第2話【ブレインプログラミング】
6年ほど前に読んだ本で紹介したい本がある。
『ブレインプログラミング』アラン, バーバラ・ピースという夫婦※が書いた本だ。
※行動学や脳科学に基づいた講座、執筆活動を行っており、夫婦共にコミュニケーションの分野での世界的権威らしい。主な著者に「話を聞かない男、地図が読めない女」がある。
さて、一言でこの本を表現すると「情報の整理」だ
新しいと思ったのは、今自分がやりたいこと、取り組むべき事を、本の中で実際に書かせる点だ。

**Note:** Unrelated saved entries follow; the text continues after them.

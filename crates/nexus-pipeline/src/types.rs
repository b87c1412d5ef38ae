//! Types produced by the pipeline

use crate::error::AttemptFailure;
use serde::Serialize;
use std::fmt;

/// Name reported for output produced by the simulation fallback
pub const SIMULATION_SOURCE: &str = "simulation";

/// Where a result came from
#[derive(Debug, Clone, PartialEq, Eq)]
pub enum Source {
    /// Accepted output of the named provider
    Provider(String),
    /// Deterministic placeholder output
    Simulation,
}

impl Source {
    /// Provider name, or [`SIMULATION_SOURCE`]
    pub fn as_str(&self) -> &str {
        match self {
            Source::Provider(name) => name,
            Source::Simulation => SIMULATION_SOURCE,
        }
    }
}

impl fmt::Display for Source {
    fn fmt(&self, f: &mut fmt::Formatter<'_>) -> fmt::Result {
        f.write_str(self.as_str())
    }
}

/// A rejected provider attempt, kept for diagnostics
#[derive(Debug, Clone, PartialEq, Eq)]
pub struct FailedAttempt {
    /// Provider name
    pub provider: String,
    /// Why the attempt was rejected
    pub reason: AttemptFailure,
}

/// Result of one pipeline run
///
/// `data` is always complete: either one provider's output accepted in full,
/// or the simulation's output.
#[derive(Debug, Clone)]
pub struct Generated<T> {
    /// Structured output
    pub data: T,
    /// Which provider produced it
    pub source: Source,
    /// Failed attempts, in the order they were made
    pub attempts: Vec<FailedAttempt>,
}

impl<T> Generated<T> {
    /// True when every provider failed and the simulation answered
    pub fn is_simulated(&self) -> bool {
        self.source == Source::Simulation
    }
}

/// Output of the image-prompt operation
#[derive(Debug, Clone, PartialEq, Eq, Serialize)]
#[serde(rename_all = "camelCase")]
pub struct ImagePrompt {
    /// Renderable image URL
    pub image_url: String,
    /// Text prompt the URL was built from
    pub prompt: String,
}
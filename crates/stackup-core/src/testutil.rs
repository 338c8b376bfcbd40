//! Helpers for tests that stand external tools up as small shell scripts.

use std::path::{Path, PathBuf};

/// Write a `/bin/sh` script body to `dir/name`.
///
/// Callers run it as `/bin/sh <path>` rather than executing it directly, which
/// sidesteps ETXTBSY races with concurrently forking tests.
pub fn stub_script(dir: &Path, name: &str, body: &str) -> PathBuf {
    let path = dir.join(name);
    std::fs::write(&path, format!("#!/bin/sh\n{body}")).unwrap();
    path
}

/// A file a stub appends one line per invocation to.
pub struct StubLog {
    path: PathBuf,
}

impl StubLog {
    pub fn new(path: PathBuf) -> Self {
        Self { path }
    }

    pub fn path(&self) -> &Path {
        &self.path
    }

    pub fn lines(&self) -> Vec<String> {
        std::fs::read_to_string(&self.path)
            .map(|s| s.lines().map(str::to_string).collect())
            .unwrap_or_default()
    }
}
//! Canonical action identities.
//!
//! An identity is the action name plus its ordered positional arguments and
//! its keyword arguments. Keyword arguments are kept sorted, so the encoded
//! form depends only on the values, never on the order a caller supplied them.

use crate::error::Result;
use serde::Serialize;
use std::collections::{BTreeMap, BTreeSet};

#[derive(Debug, Clone)]
pub struct ActionId {
    name: String,
    args: Vec<String>,
    kwargs: BTreeMap<String, String>,
    /// Positions in `args` that are hidden when the identity is displayed.
    secret: BTreeSet<usize>,
}

/// The durable form. Field order is fixed by this struct.
#[derive(Serialize)]
struct Canonical<'a> {
    name: &'a str,
    args: &'a [String],
    kwargs: &'a BTreeMap<String, String>,
}

impl ActionId {
    pub fn new(name: impl Into<String>) -> Self {
        Self {
            name: name.into(),
            args: Vec::new(),
            kwargs: BTreeMap::new(),
            secret: BTreeSet::new(),
        }
    }

    pub fn arg(mut self, value: impl Into<String>) -> Self {
        self.args.push(value.into());
        self
    }

    /// A positional argument that takes part in the identity but is never
    /// printed (passwords).
    pub fn secret_arg(mut self, value: impl Into<String>) -> Self {
        self.secret.insert(self.args.len());
        self.args.push(value.into());
        self
    }

    pub fn kwarg(mut self, key: impl Into<String>, value: impl Into<String>) -> Self {
        self.kwargs.insert(key.into(), value.into());
        self
    }

    pub fn name(&self) -> &str {
        &self.name
    }

    /// Key bytes stored in the cache.
    pub fn to_key(&self) -> Result<Vec<u8>> {
        Ok(serde_json::to_vec(&Canonical {
            name: &self.name,
            args: &self.args,
            kwargs: &self.kwargs,
        })?)
    }
}

impl PartialEq for ActionId {
    fn eq(&self, other: &Self) -> bool {
        self.name == other.name && self.args == other.args && self.kwargs == other.kwargs
    }
}

impl Eq for ActionId {}

impl std::fmt::Display for ActionId {
    fn fmt(&self, f: &mut std::fmt::Formatter<'_>) -> std::fmt::Result {
        let mut parts: Vec<String> = self
            .args
            .iter()
            .enumerate()
            .map(|(i, a)| {
                if self.secret.contains(&i) {
                    "<redacted>".to_string()
                } else {
                    a.clone()
                }
            })
            .collect();
        parts.extend(self.kwargs.iter().map(|(k, v)| format!("{k}={v}")));
        write!(f, "{}({})", self.name, parts.join(", "))
    }
}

アウトプット→インプットを読みながら行うことで、必然的に学びを活かすことが出来る。学習から実践に移す段階で挫折する人には、まさにうってつけの内容となっている。
思考は具現化する。といっても、現代社会においてそれは難しいことだ。
あらゆる情報が交錯し、それらが簡単に得られ、脳は情報収集に依存し、情報を得た時点で快楽物質が放出され、欲求は満たされる。
貴重な情報や、高品質な創造物が、無料もしくは即座に得られることで、重要性は希薄し、自分の目標を高く設定し、持続するのは並大抵のことではない。
ブレインプログラミングとは、この世にあふれる何億、何兆もの情報の中から、
自分にとって必要な情報だけを抜き出す作業だ。
それ以上でもそれ以下でもない。
この本に限らず、多くの本で語っているのは、提起した問題に対する解説、事例、対策、根拠の説明がほとんどで、結論や大事なことは、本自体もしくは章の最後あたりに述べるようだ。
結局、伝えたいポイントは一言で完結する場合が多いが、これも例外ではない。
当たり前のようなことを当たり前にするのが実は大変難しい。
だからこのような自己啓発本がベストセラーになるのだろう。
しかし、どれも結局伝えたいことは同じではないかと思う。
京セラの創業者、稲盛和夫氏の著書「生き方」では、稲盛氏が松下電器の創業者、松下幸之助氏の講演に参加した時のことを回想している。
参加者の多くが経営や成功のコツを聞きたいという中で、松下氏が言った言葉は
「成功したいと思い続けるしかない」であった。続けてそんなコツがあるのなら自分が教えてほしいと。
参加者は、なんじゃそりゃというような反応であったらしいが、この言葉に稲盛氏はピンときたらしい。経営の神様でも自分と同じなんだ。同じ悩みを持つ人間なんだ。それが励みになり、その後の大きな成功を収めるに至った。
アップルの創業者、スティーブ・ジョブズ氏も、成功に必要なのは「情熱」「飢えと愚かさ」だと語っている。
偉人の言葉を借りたが、人生を好転させる方法の結論は、
「目標を設定し、それに向かい続けること」しかないようだ。
どんなベストセラーを読んでもおそらく、そこにしか行き着かないし、
その状態が現状の良し悪しを決めると思う。
ブレている、ましてや設定すらもしていなければ、現状が良いはずがない。
物事は全てシンプルである。
ただ、多くの人や媒体を介して複雑になっているし、
そもそも人間は難しく考えて、目の前の問題から逃げるための正当性をつくるものだ。
自分の目標を常に意識し、向かい続けること。やることはそれしかない。